In recent years, new, particularly pressing areas within legal medicine have emerged. These include defensive medicine—a practice aimed at preventing patient dissatisfaction and avoiding malpractice claims (3)—and clinical risk management, which seeks to enhance the quality and safety of healthcare services (4). In this global context, some countries adopt a holistic approach to forensic and legal medicine, integrating not only forensic pathology and court participation but also criminology, psychopathology, social medicine, and deontology. This comprehensive perspective has led to the establishment of forensic-and-legal-medicine units within hospitals, where these disciplines work collaboratively to meet the requirements of justice administration (5).

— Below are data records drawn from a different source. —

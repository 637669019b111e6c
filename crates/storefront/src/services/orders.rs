//! Order placement and simulated tracking.
//!
//! Placing an order snapshots the cart total, clears the cart and starts a
//! timer that walks the order through its stages one tick at a time until
//! it is delivered. There is no payment or real delivery behind any of it.

use std::collections::HashMap;
use std::sync::{Arc, RwLock};
use std::time::Duration;

use chrono::{DateTime, Utc};
use quickbite_core::{OrderId, OrderProgress, Price};
use serde::Serialize;
use thiserror::Error;
use tracing::{debug, info, instrument, warn};

use crate::services::cart::CartManager;

/// Errors from order placement.
#[derive(Debug, Error, PartialEq, Eq)]
pub enum OrderError {
    /// The cart has no lines.
    #[error("cart is empty")]
    EmptyCart,
}

/// A placed order with its current progress.
#[derive(Debug, Clone, Serialize)]
pub struct PlacedOrder {
    pub id: OrderId,
    pub subtotal: Price,
    pub delivery_fee: Price,
    pub total: Price,
    pub item_count: u64,
    pub placed_at: DateTime<Utc>,
    #[serde(skip)]
    pub progress: OrderProgress,
}

/// Places orders and advances their tracking timers.
///
/// Orders are kept in memory for the life of the process, delivered ones
/// included; nothing evicts them. Cheaply cloneable via `Arc`.
#[derive(Clone)]
pub struct OrderService {
    inner: Arc<OrderServiceInner>,
}

struct OrderServiceInner {
    delivery_fee: Price,
    tick: Duration,
    orders: RwLock<HashMap<OrderId, PlacedOrder>>,
}

impl OrderService {
    /// Create a service charging `delivery_fee` and advancing orders every
    /// `tick`.
    #[must_use]
    pub fn new(delivery_fee: Price, tick: Duration) -> Self {
        Self {
            inner: Arc::new(OrderServiceInner {
                delivery_fee,
                tick,
                orders: RwLock::new(HashMap::new()),
            }),
        }
    }

    #[must_use]
    pub fn delivery_fee(&self) -> Price {
        self.inner.delivery_fee
    }

    /// Place an order for everything in `cart` and start tracking it.
    ///
    /// The cart is cleared on success.
    ///
    /// # Errors
    ///
    /// Returns `OrderError::EmptyCart` if the cart has no lines.
    #[instrument(skip(self, cart))]
    pub fn place_order(&self, cart: &CartManager) -> Result<PlacedOrder, OrderError> {
        let state = cart.take_cart().ok_or(OrderError::EmptyCart)?;
        let subtotal = state.total();
        let delivery_fee = self.inner.delivery_fee;
        let order = PlacedOrder {
            id: OrderId::new_v4(),
            subtotal,
            delivery_fee,
            total: subtotal + delivery_fee,
            item_count: state.item_count(),
            placed_at: Utc::now(),
            progress: OrderProgress::new(),
        };

        self.write_orders().insert(order.id, order.clone());
        info!(order_id = %order.id, total = %order.total, "Order placed");

        self.spawn_tracker(order.id);
        Ok(order)
    }

    /// Look up an order and its current progress.
    #[must_use]
    pub fn get(&self, id: OrderId) -> Option<PlacedOrder> {
        self.read_orders().get(&id).cloned()
    }

    /// Advance `id` by one stage. Returns `false` once delivered or unknown.
    fn advance(&self, id: OrderId) -> bool {
        let mut orders = self.write_orders();
        let Some(order) = orders.get_mut(&id) else {
            return false;
        };
        let advanced = order.progress.advance();
        if advanced {
            debug!(order_id = %id, stage = %order.progress.current(), "Order advanced");
        }
        advanced && !order.progress.is_delivered()
    }

    fn spawn_tracker(&self, id: OrderId) {
        let service = self.clone();
        let tick = self.inner.tick;
        tokio::spawn(async move {
            let mut interval = tokio::time::interval(tick);
            // The first tick completes immediately.
            interval.tick().await;
            loop {
                interval.tick().await;
                if !service.advance(id) {
                    break;
                }
            }
            info!(order_id = %id, "Order delivered");
        });
    }

    fn read_orders(&self) -> std::sync::RwLockReadGuard<'_, HashMap<OrderId, PlacedOrder>> {
        self.inner.orders.read().unwrap_or_else(|poisoned| {
            warn!("Order table lock poisoned, recovering");
            poisoned.into_inner()
        })
    }

    fn write_orders(&self) -> std::sync::RwLockWriteGuard<'_, HashMap<OrderId, PlacedOrder>> {
        self.inner.orders.write().unwrap_or_else(|poisoned| {
            warn!("Order table lock poisoned, recovering");
            poisoned.into_inner()
        })
    }
}

#[cfg(test)]
mod tests {
    use quickbite_core::{Catalog, FoodItemId, OrderStage};

    use super::*;
    use crate::store::MemoryStore;

    const TICK: Duration = Duration::from_secs(3);

    fn cart_with_pizza() -> CartManager {
        let cart = CartManager::new(Arc::new(MemoryStore::new()));
        let catalog = Catalog::builtin();
        cart.add_to_cart(catalog.item(FoodItemId::new(1)).unwrap(), 2);
        cart
    }

    #[tokio::test]
    async fn test_empty_cart_is_rejected() {
        let cart = CartManager::new(Arc::new(MemoryStore::new()));
        let service = OrderService::new(Price::from_cents(299), TICK);
        assert_eq!(service.place_order(&cart).unwrap_err(), OrderError::EmptyCart);
    }

    #[tokio::test]
    async fn test_place_order_totals_and_clears_cart() {
        let cart = cart_with_pizza();
        let service = OrderService::new(Price::from_cents(299), TICK);

        let order = service.place_order(&cart).unwrap();
        assert_eq!(order.subtotal, Price::from_cents(3798));
        assert_eq!(order.total, Price::from_cents(4097));
        assert_eq!(order.item_count, 2);
        assert!(cart.cart().is_empty());

        let stored = service.get(order.id).unwrap();
        assert_eq!(stored.progress.current(), OrderStage::Confirmed);
    }

    #[tokio::test(start_paused = true)]
    async fn test_tracking_advances_each_tick_and_stops() {
        let cart = cart_with_pizza();
        let service = OrderService::new(Price::from_cents(299), TICK);
        let id = service.place_order(&cart).unwrap().id;

        let stage_after = |secs| {
            let service = service.clone();
            async move {
                tokio::time::sleep(Duration::from_secs(secs)).await;
                service.get(id).unwrap().progress.current()
            }
        };

        assert_eq!(stage_after(1).await, OrderStage::Confirmed);
        assert_eq!(stage_after(3).await, OrderStage::Preparing);
        assert_eq!(stage_after(3).await, OrderStage::OnTheWay);
        assert_eq!(stage_after(3).await, OrderStage::Delivered);
        assert_eq!(stage_after(30).await, OrderStage::Delivered);
    }

    #[tokio::test(flavor = "multi_thread", worker_threads = 4)]
    async fn test_adds_racing_checkout_are_never_lost() {
        const UNITS: u64 = 500;
        let cart = CartManager::new(Arc::new(MemoryStore::new()));
        let service = OrderService::new(Price::ZERO, Duration::from_secs(3600));
        let pizza = Catalog::builtin().item(FoodItemId::new(1)).cloned().unwrap();

        let adder = {
            let cart = cart.clone();
            tokio::spawn(async move {
                for _ in 0..UNITS {
                    cart.add_to_cart(&pizza, 1);
                    tokio::task::yield_now().await;
                }
            })
        };

        let mut ordered = 0;
        while !adder.is_finished() {
            if let Ok(order) = service.place_order(&cart) {
                ordered += order.item_count;
            }
            tokio::task::yield_now().await;
        }
        adder.await.unwrap();

        assert_eq!(ordered + cart.cart_item_count(), UNITS);
    }

    #[tokio::test]
    async fn test_unknown_order() {
        let service = OrderService::new(Price::ZERO, TICK);
        assert!(service.get(OrderId::new_v4()).is_none());
    }
}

Despite the proliferation of forensic and legal medicine units and the myriad medico-legal issues in daily clinical practice, there remains a scarcity of evidence in the literature regarding the scope and nature of tasks undertaken. These gaps represent both a current issue and a future challenge, as these activities address highly sensitive issues, including personal injury, sexual violence, consent and refusal of proposed treatments, and additional clinical complexities. Moreover, structured retrospective data can enable the profiling of patient risk and, prospectively, facilitate a more refined and detailed understanding not only of specific risk profiles but also, with the aid of artificial intelligence, of potential treatment outcomes and associated complications. This article aims to present insights and outcomes from 4 years of forensic consultations within a clinical setting at a major Italian hospital.
2 Materials and methods
The study entailed systematically collecting and analyzing forensic consultations conducted over a 4-year period, from 1 January 2019 to 31 December 2022, at the Policlinico Hospital in Bari, which has over 1,500 beds and an Emergency Department. A total of 511 consecutive forensic consultations were gathered, with all data entered into a dedicated database. Consultations involve opinions provided by specialists in a specific medical field to colleagues in other departments regarding the management, treatment, and discharge of admitted patients (6). Following the consultation, the specialist completes a standardized form, routinely included in the patient’s medical record, which documents the consultation outcome. This form typically includes the patient’s details, date and time of consultation, requesting department, diagnostic query, and consultation outcome. These consultations were categorized as summarized in Table 1, and each consultation type was further classified based on various factors, including reported types of sexual assault, discharge protocols, informed consent and capacity for self-determination, personal injury, and other clinical matters.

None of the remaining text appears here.